• **Task prompt**
Only the lines below from the one containing "Self(s.to_string())" to the one containing "impl std::fmt::Display for Sender" should be repeated, both included and unchanged.

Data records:

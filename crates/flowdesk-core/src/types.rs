use chrono::{DateTime, Utc};
use serde::{Deserialize, Serialize};
use uuid::Uuid;

/// Unique session identifier.
#[derive(Debug, Clone, Hash, Eq, PartialEq, Serialize, Deserialize)]
pub struct SessionId(pub String);

impl SessionId {
    pub fn new() -> Self {
        Self(format!("chat_{}", Uuid::new_v4().simple()))
    }

    pub fn from_string(s: &str) -> Self {
        Self(s.to_string())
    }

    pub fn as_str(&self) -> &str {
        &self.0
    }
}

impl Default for SessionId {
    fn default() -> Self {
        Self::new()
    }
}

impl std::fmt::Display for SessionId {
    fn fmt(&self, f: &mut std::fmt::Formatter<'_>) -> std::fmt::Result {
        write!(f, "{}", self.0)
    }
}

/// Who authored a message in a conversation.
#[derive(Debug, Clone, Copy, Serialize, Deserialize, PartialEq, Eq)]
#[serde(rename_all = "lowercase")]
pub enum Sender {
    Bot,
    User,
    Agent,
    System,
}

impl std::fmt::Display for Sender {
    fn fmt(&self, f: &mut std::fmt::Formatter<'_>) -> std::fmt::Result {
        let s = match self {
            Sender::Bot => "bot",
            Sender::User => "user",
            Sender::Agent => "agent",
            Sender::System => "system",
        };
        f.write_str(s)
    }
}

/// A quick-reply button offered with a bot message.
#[derive(Debug, Clone, Serialize, Deserialize, PartialEq, Eq)]
pub struct Button {
    pub id: String,
    pub label: String,
}

impl Button {
    pub fn new(id: impl Into<String>, label: impl Into<String>) -> Self {
        Self {
            id: id.into(),
            label: label.into(),
        }
    }
}

/// A message that has not been stored yet. The sink stamps it.
#[derive(Debug, Clone, Serialize, Deserialize, PartialEq)]
pub struct NewMessage {
    pub sender: Sender,
    pub text: String,
    #[serde(default, skip_serializing_if = "Option::is_none")]
    pub buttons: Option<Vec<Button>>,
}

impl NewMessage {
    pub fn bot(text: impl Into<String>) -> Self {
        Self {
            sender: Sender::Bot,
            text: text.into(),
            buttons: None,
        }
    }

    pub fn bot_with_buttons(text: impl Into<String>, buttons: Vec<Button>) -> Self {
        Self {
            sender: Sender::Bot,
            text: text.into(),
            buttons: if buttons.is_empty() { None } else { Some(buttons) },
        }
    }

    pub fn user(text: impl Into<String>) -> Self {
        Self {
            sender: Sender::User,
            text: text.into(),
            buttons: None,
        }
    }

    pub fn agent(text: impl Into<String>) -> Self {
        Self {
            sender: Sender::Agent,
            text: text.into(),
            buttons: None,
        }
    }

    pub fn system(text: impl Into<String>) -> Self {
        Self {
            sender: Sender::System,
            text: text.into(),
            buttons: None,
        }
    }

    /// Stamp the message with the given time.
    pub fn stamp(self, timestamp: DateTime<Utc>) -> Message {
        Message {
            sender: self.sender,
            text: self.text,
            buttons: self.buttons,
            timestamp,
        }
    }
}

/// A stored, append-only conversation message.
#[derive(Debug, Clone, Serialize, Deserialize, PartialEq)]
pub struct Message {
    pub sender: Sender,
    pub text: String,
    #[serde(default, skip_serializing_if = "Option::is_none")]
    pub buttons: Option<Vec<Button>>,
    pub timestamp: DateTime<Utc>,
}

/// Role of a human operator.
#[derive(Debug, Clone, Copy, Serialize, Deserialize, PartialEq, Eq)]
#[serde(rename_all = "lowercase")]
pub enum OperatorRole {
    #[serde(alias = "ADMIN")]
    Admin,
    #[serde(alias = "MANAGER")]
    Manager,
    #[serde(alias = "AGENT")]
    Agent,
}

impl OperatorRole {
    /// Admins and managers may force-close any session.
    pub fn is_supervisor(&self) -> bool {
        matches!(self, OperatorRole::Admin | OperatorRole::Manager)
    }
}

/// A human operator as seen by the desk (no credentials).
#[derive(Debug, Clone, Serialize, Deserialize, PartialEq, Eq)]
pub struct Operator {
    pub id: String,
    pub name: String,
    pub role: OperatorRole,
    #[serde(default)]
    pub queues: Vec<String>,
}

impl Operator {
    pub fn agent(id: impl Into<String>, name: impl Into<String>, queues: Vec<String>) -> Self {
        Self {
            id: id.into(),
            name: name.into(),
            role: OperatorRole::Agent,
            queues,
        }
    }

    pub fn supervisor(id: impl Into<String>, name: impl Into<String>) -> Self {
        Self {
            id: id.into(),
            name: name.into(),
            role: OperatorRole::Manager,
            queues: vec![],
        }
    }

    /// Queue names match case-insensitively.
    pub fn serves(&self, queue: &str) -> bool {
        self.queues.iter().any(|q| q.eq_ignore_ascii_case(queue))
    }
}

• **Answer box**
        Self(s.to_string())
    }

    pub fn as_str(&self) -> &str {
        &self.0
    }
}

impl Default for SessionId {
    fn default() -> Self {
        Self::new()
    }
}

impl std::fmt::Display for SessionId {
    fn fmt(&self, f: &mut std::fmt::Formatter<'_>) -> std::fmt::Result {
        write!(f, "{}", self.0)
    }
}

/// Who authored a message in a conversation.
#[derive(Debug, Clone, Copy, Serialize, Deserialize, PartialEq, Eq)]
#[serde(rename_all = "lowercase")]
pub enum Sender {
    Bot,
    User,
    Agent,
    System,
}

impl std::fmt::Display for Sender {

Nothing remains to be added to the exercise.